Peradilan yang agung membutuhkan suatu konsekuensi bahwa
aparat yang berada di setiap badan peradilan di Indonesia yang bernaung di
bawah Mahkamah Agung Republik Indonesia harus bekerja keras menegakkan hukum
dan keadilan sehingga dapat dirasakan manfaatnya oleh masyarakat, sebagaimana
tujuan dari adanya hukum. Harus diakui bahwa menegakkan hukum dan menegakkan
keadilan adalah bagaikan dua sisi mata uang yang sering tidak bisa seiring dan
sejalan, yaitu ketika lebih memilih menegakkan hukum maka ada rasa keadilan yang
tercederai, demikian pula sebaliknya, ketika lebih mengedepankan keadilan, maka
ada norma hukum yang dikorbankan. Akan tetapi dari keduanya, yang utama adalah
adanya manfaat dari hukum itu sendiri, yaitu adanya hukum akan memberi
kemanfaatan bagi masyarakat sehingga timbul rasa membutuhkan hukum dalam
masyarakat.
Di sisi lain, visi peradilan yang agung tidak hanya
berbentuk bangunan kantor pengadilan yang megah di setiap kota, sebab bangunan
yang megah tersebut tidak secara otomatis memberi jaminan bahwa pelayanan yang
diberikan juga sebanding dengan megahnya bangunan kantor tersebut. Meski
demikian, jika kita melihat di daerah-daerah, utamanya di daerah yang jauh dari
pusat kekuasaan, masih banyak gedung kantor pengadilan yang masih kurang layak
untuk disebut sebagai kantor pengadilan dan masih banyak gedung kantor
pengadilan yang memiliki bentuk yang berlainan, sehingga mengesankan tidak
adanya keseragaman. Ketika masyarakat melihat dari sisi fisik gedung kantor
pengadilan yang tidak sama antara kota yang satu dengan kota yang lain, maka
akan timbul pemikiran bahwa pelayanan yang diberikanpun pasti tidak sama,
apalagi ketika masyarakat akan menuntut keadilan, hal tersebut semakin membuat
masyarakat meragukan keadilan yang akan diberikan oleh aparat penegak hukum di
kantor pengadilan.
Selain itu, dengan kemajuan tekhnologi informasi, harus
dapat menjadi pendukung terciptanya peradilan yang agung dengan cara memberikan
informasi-informasi terbaru (update) perihal segala sesuatu yang berkaitan
dengan kegiatan di kantor pengadilan, baik itu informasi persidangan, informasi
tata cara beracara di pengadilan, informasi putusan-putusan, meskipun dalam UU
Nomor 14 Tahun 2008 tentang Keterbukaan Informasi Publik dalam Pasal 17
mengatur mengenai informasi yang dikecualikan bagi publik, namun setidaknya
tersedianya informasi yang aktual dari kantor pengadilan, akan memberikan akses
kepada masyarakat yang membutuhkannya.
Jaman semakin berubah, tidak bisa lagi kita sebagai
aparat pengadilan berkilah bahwa suatu informasi adalah dirahasiakan bagi
publik kecuali sebagaimana telah diatur dalam Pasal 17 UU Nomor 14 Tahun 2008,
bahkan apabila ada anggota masyarakat yang tidak mengerti mengenai teknologi
informasi sehingga tidak bisa membuka informasi dari pengadilan secara online,
dapat mengajukan permohonan secara tertulis kepada ketua pengadilan setempat
mengenai informasi yang diinginkannya. Keterbukaan informasi akan semakin
mendorong tercapainya visi peradilan yang agung di Indonesia.

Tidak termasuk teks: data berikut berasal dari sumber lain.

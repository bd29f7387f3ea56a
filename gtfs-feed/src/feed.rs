use chrono::{Datelike, Duration, NaiveDate};
use std::collections::{BTreeMap, HashMap};

use crate::error::Error;
use crate::objects::*;

/// One scheduled arrival/departure of a trip at a stop, owned by its trip
#[derive(Debug, Default, Clone)]
pub struct StopTime {
    /// The stop the vehicle halts at
    pub stop_id: String,
    /// Arrival time in seconds since midnight; may exceed 24h
    pub arrival_time: Option<u32>,
    /// Departure time in seconds since midnight; may exceed 24h
    pub departure_time: Option<u32>,
    /// Order of this halt within the trip
    pub sequence: u32,
    /// Overrides the trip headsign at this stop
    pub headsign: Option<String>,
    pub pickup_type: PickupDropOffType,
    pub drop_off_type: PickupDropOffType,
    pub continuous_pickup: ContinuousPickupDropOff,
    pub continuous_drop_off: ContinuousPickupDropOff,
    /// Distance traveled along the trip's shape up to this stop
    pub shape_dist_traveled: Option<f32>,
    pub timepoint: TimepointType,
}

impl StopTime {
    pub fn from_raw(raw: &RawStopTime) -> Self {
        StopTime {
            stop_id: raw.stop_id.clone(),
            arrival_time: raw.arrival_time,
            departure_time: raw.departure_time,
            sequence: raw.stop_sequence,
            headsign: raw.stop_headsign.clone(),
            pickup_type: raw.pickup_type,
            drop_off_type: raw.drop_off_type,
            continuous_pickup: raw.continuous_pickup,
            continuous_drop_off: raw.continuous_drop_off,
            shape_dist_traveled: raw.shape_dist_traveled,
            timepoint: raw.timepoint,
        }
    }
}

/// A repetition window during which a trip template repeats every
/// `headway_secs` seconds
#[derive(Debug, Default, Clone, PartialEq, Eq)]
pub struct Frequency {
    pub start_time: u32,
    pub end_time: u32,
    pub headway_secs: u32,
    pub exact_times: bool,
}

Dari sisi yang lain, peradilan yang agung juga menuntut
para aparatur pengadilan bertindak sebagai pelayan masyarakat yang membutuhkan
keadilan dengan disiplin kerja dan disiplin waktu. Mengingat beban kerja
persidangan, utamanya yang banyak terjadi di kota-kota besar, membuat aparatur
pengadilan sering melupakan penyelesaian penanganan berkas perkara (minutasi)
atau sering terjadi terlambatnya pemberitahuan putusan kepada pihak-pihak yang
bersengketa di pengadilan. Hal-hal demikian tentunya membuat masyarakat
bersikap skeptis terhadap aparatur pengadilan, apalagi apabila dalam penanganan
perkara muncul adanya biaya-biaya siluman dengan berbagai macam dalih dan
alasan. Yang Mulia Bapak Ketua Mahkamah Agungpun sudah mewanti-wanti bahkan
mengancam perilaku demikian dengan tidak akan memberi ampun terhadap siapapun
aparatur pengadilan yang bertindak demikian dan ancaman tersebut ada 2 (dua)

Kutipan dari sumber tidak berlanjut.